Tuesday, September 6, 2016

Broken Bones and Beautiful Beaches

Thursday morning was glorious.  My husband and I kissed and hugged the kids goodbye, and after a few little tears from me, we headed out for a long weekend together.  Almost four hours into our drive, which was full of sentences that were able to be completed and conversation that didn't revolve around Nerf guns and potty words, we got a phone call from my mother-in-law.

"I hate to be the bearer of bad news. . ." she began, and my heart sank.  My sweet 10-year-old son had fallen on the playground and it was suspected his arm was broken.

We pulled over to talk to people involved and decided to wait at a nearby Panera.  We didn't want to go any further in case he needed surgery or there were complications, but we didn't think we needed to necessarily turn right around at that point either.

So there we sat, in the Panera, for about two hours, before we heard the verdict:  broken, and needed to be set before being casted. My mother-in-law, who is ever calm in a crisis told me that all was fine and we indeed did not need to come home.  She also reported that my son had said right away, "Mom and Dad don't need to come home!  I will be fine with you and Papa."  My heart was so torn. . .I was so proud of my boy for his bravery, but not to be with him in the hospital seemed hard to bear.

Turns out we wouldn't have made it home in time for the procedure anyway, and he did great through it all.  He got to go home with an awesome Sonic-blue cast, and some good pain meds.  We talked and texted often during the weekend and, save for a few minor ups and downs, he did very well.  Everyone was very proud of his bravery and calm attitude though it all.

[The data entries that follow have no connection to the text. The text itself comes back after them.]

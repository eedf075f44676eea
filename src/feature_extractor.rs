//! Feature engineering for project quality model inference.
//!
//! This module turns a raw metrics record into the named features used
//! when the models were trained. The same function produces the columns of
//! the training table, so its output names must not drift.

use crate::types::metrics::{GroupKind, RawMetricsRecord};
use std::collections::BTreeMap;

/// Developer-experience metrics read from `developerExperience`.
pub const DX_METRICS: [&str; 7] = [
    "codeReviewDuration",
    "debuggingTime",
    "buildTime",
    "successfulDeploymentsRatio",
    "timeToFirstCommit",
    "averageCommentsPerPR",
    "prIterationRate",
];

/// Technical-performance metrics read from `technicalPerformance`.
pub const TP_METRICS: [&str; 6] = [
    "buildTime",
    "testCoverage",
    "typeScriptErrorRate",
    "bundleSize",
    "bundleLoadTime",
    "performanceScore",
];

/// Business-impact metrics read from `businessImpact`.
pub const BI_METRICS: [&str; 5] = [
    "featureSuccessRate",
    "activeContributors",
    "issueResolutionRate",
    "deploymentFrequency",
    "changeFailureRate",
];

/// Enumerated base metrics of a group.
pub fn group_metrics(kind: GroupKind) -> &'static [&'static str] {
    match kind {
        GroupKind::DeveloperExperience => &DX_METRICS,
        GroupKind::TechnicalPerformance => &TP_METRICS,
        GroupKind::BusinessImpact => &BI_METRICS,
    }
}

/// Named feature values produced by [`FeatureExtractor::engineer`].
#[derive(Debug, Clone, Default, PartialEq)]
pub struct FeatureMap(BTreeMap<String, f64>);

impl FeatureMap {
    pub fn new() -> Self {
        Self::default()
    }

    pub fn get(&self, name: &str) -> Option<f64> {
        self.0.get(name).copied()
    }

    pub fn contains(&self, name: &str) -> bool {
        self.0.contains_key(name)
    }

    pub fn insert(&mut self, name: impl Into<String>, value: f64) {
        self.0.insert(name.into(), value);
    }

    pub fn remove(&mut self, name: &str) -> Option<f64> {
        self.0.remove(name)
    }

    pub fn len(&self) -> usize {
        self.0.len()
    }

    pub fn is_empty(&self) -> bool {
        self.0.is_empty()
    }

    pub fn iter(&self) -> impl Iterator<Item = (&str, f64)> {
        self.0.iter().map(|(k, v)| (k.as_str(), *v))
    }

    /// Value of a feature that the extractor always emits.
    fn value(&self, name: &str) -> f64 {
        self.get(name).unwrap_or(0.0)
    }
}

/// Feature extractor that transforms raw records into model input features.
///
/// Engineering is a pure function of the record: no state is kept between
/// calls and two calls on equal records yield equal maps.
#[derive(Debug, Clone, Copy, Default)]
pub struct FeatureExtractor;

impl FeatureExtractor {
    /// Create a new feature extractor.
    pub fn new() -> Self {
        Self
    }

    /// Engineer features from a raw metrics record.
    pub fn engineer(&self, raw: &RawMetricsRecord) -> FeatureMap {
        let mut features = FeatureMap::new();

        // Base metrics (18), prefixed by group
        for kind in GroupKind::ALL {
            for metric in group_metrics(kind) {
                features.insert(
                    format!("{}_{}", kind.prefix(), metric),
                    raw.metric(kind, metric),
                );
            }
        }

        // Category averages
        let avg_dx = group_mean(raw, GroupKind::DeveloperExperience);
        let avg_tp = group_mean(raw, GroupKind::TechnicalPerformance);
        let avg_bi = group_mean(raw, GroupKind::BusinessImpact);
        features.insert("avg_dx", avg_dx);
        features.insert("avg_tp", avg_tp);
        features.insert("avg_bi", avg_bi);

        // Interactions
        features.insert("dx_tp_interaction", avg_dx * avg_tp);
        features.insert("tp_bi_interaction", avg_tp * avg_bi);
        features.insert("dx_bi_interaction", avg_dx * avg_bi);

        let review_duration = features.value("dx_codeReviewDuration");
        let test_coverage = features.value("tp_testCoverage");
        let bundle_size = features.value("tp_bundleSize");
        let comments_per_pr = features.value("dx_averageCommentsPerPR");

        // Polynomial terms
        features.insert("dx_codeReviewDuration_squared", review_duration.powi(2));
        features.insert("tp_testCoverage_squared", test_coverage.powi(2));

        // Log transforms of skew-prone metrics; negative inputs clamp to 0
        features.insert("dx_codeReviewDuration_log", review_duration.max(0.0).ln_1p());
        features.insert("tp_bundleSize_log", bundle_size.max(0.0).ln_1p());

        // Ratios
        features.insert("tp_efficiency_ratio", safe_ratio(test_coverage, bundle_size));
        features.insert(
            "dx_review_efficiency",
            safe_ratio(comments_per_pr, review_duration),
        );

        features
    }

    /// Get the number of features produced.
    pub fn feature_count(&self) -> usize {
        DX_METRICS.len() + TP_METRICS.len() + BI_METRICS.len() + 12
    }

    /// Get feature names in generation order.
    pub fn feature_names(&self) -> Vec<String> {
        let mut names: Vec<String> = GroupKind::ALL
            .iter()
            .flat_map(|&kind| {
                group_metrics(kind)
                    .iter()
                    .map(move |metric| format!("{}_{}", kind.prefix(), metric))
            })
            .collect();

        names.extend(
            [
                "avg_dx",
                "avg_tp",
                "avg_bi",
                "dx_tp_interaction",
                "tp_bi_interaction",
                "dx_bi_interaction",
                "dx_codeReviewDuration_squared",
                "tp_testCoverage_squared",
                "dx_codeReviewDuration_log",
                "tp_bundleSize_log",
                "tp_efficiency_ratio",
                "dx_review_efficiency",
            ]
            .iter()
            .map(|name| name.to_string()),
        );
        names
    }
}

/// Mean over all enumerated metrics of a group, missing ones counted as 0.
fn group_mean(raw: &RawMetricsRecord, kind: GroupKind) -> f64 {
    let metrics = group_metrics(kind);
    if metrics.is_empty() {
        return 0.0;
    }
    metrics.iter().map(|m| raw.metric(kind, m)).sum::<f64>() / metrics.len() as f64
}

/// `numerator / denominator`, or 0 when the denominator is not positive.
fn safe_ratio(numerator: f64, denominator: f64) -> f64 {
    if denominator > 0.0 {
        numerator / denominator
    } else {
        0.0
    }
}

So, while my in-laws (and then later my parents), took care of all the kids, my husband and I relaxed.  We sat on the beach (a lot), read, talked, ate well, slept in, and generally had a wonderful time.  We take this long weekend together every year, and it recharges us each time.  My identity is so tied into being a mother, and these weekends away remind my with such joy that I am a wife first.

As we came into town today, we knew we would hit the ground running.  Tomorrow is packed from 6:50 am to 8:30 pm with little break between activity, and today had its own share of business as well.  But we felt ready to tackle all that was in front of us, having been rejuvenated by the time together. We hugged and squeezed the kids and my heart was full of love for my family.

**As further proof of all the togetherness we enjoyed:  I needed to text my husband when we got home and went our separate ways.  I scrolled down my texts, looking for our last exchange. . .and I scrolled and scrolled and kept scrolling, and still hadn't gotten to my husband's name.  I went down thirty-four people before I found his name (I attribute the higher number of texts to my son's injury).  I loved what that signified!  I hadn't needed to text my husband in days and days, because we had been together!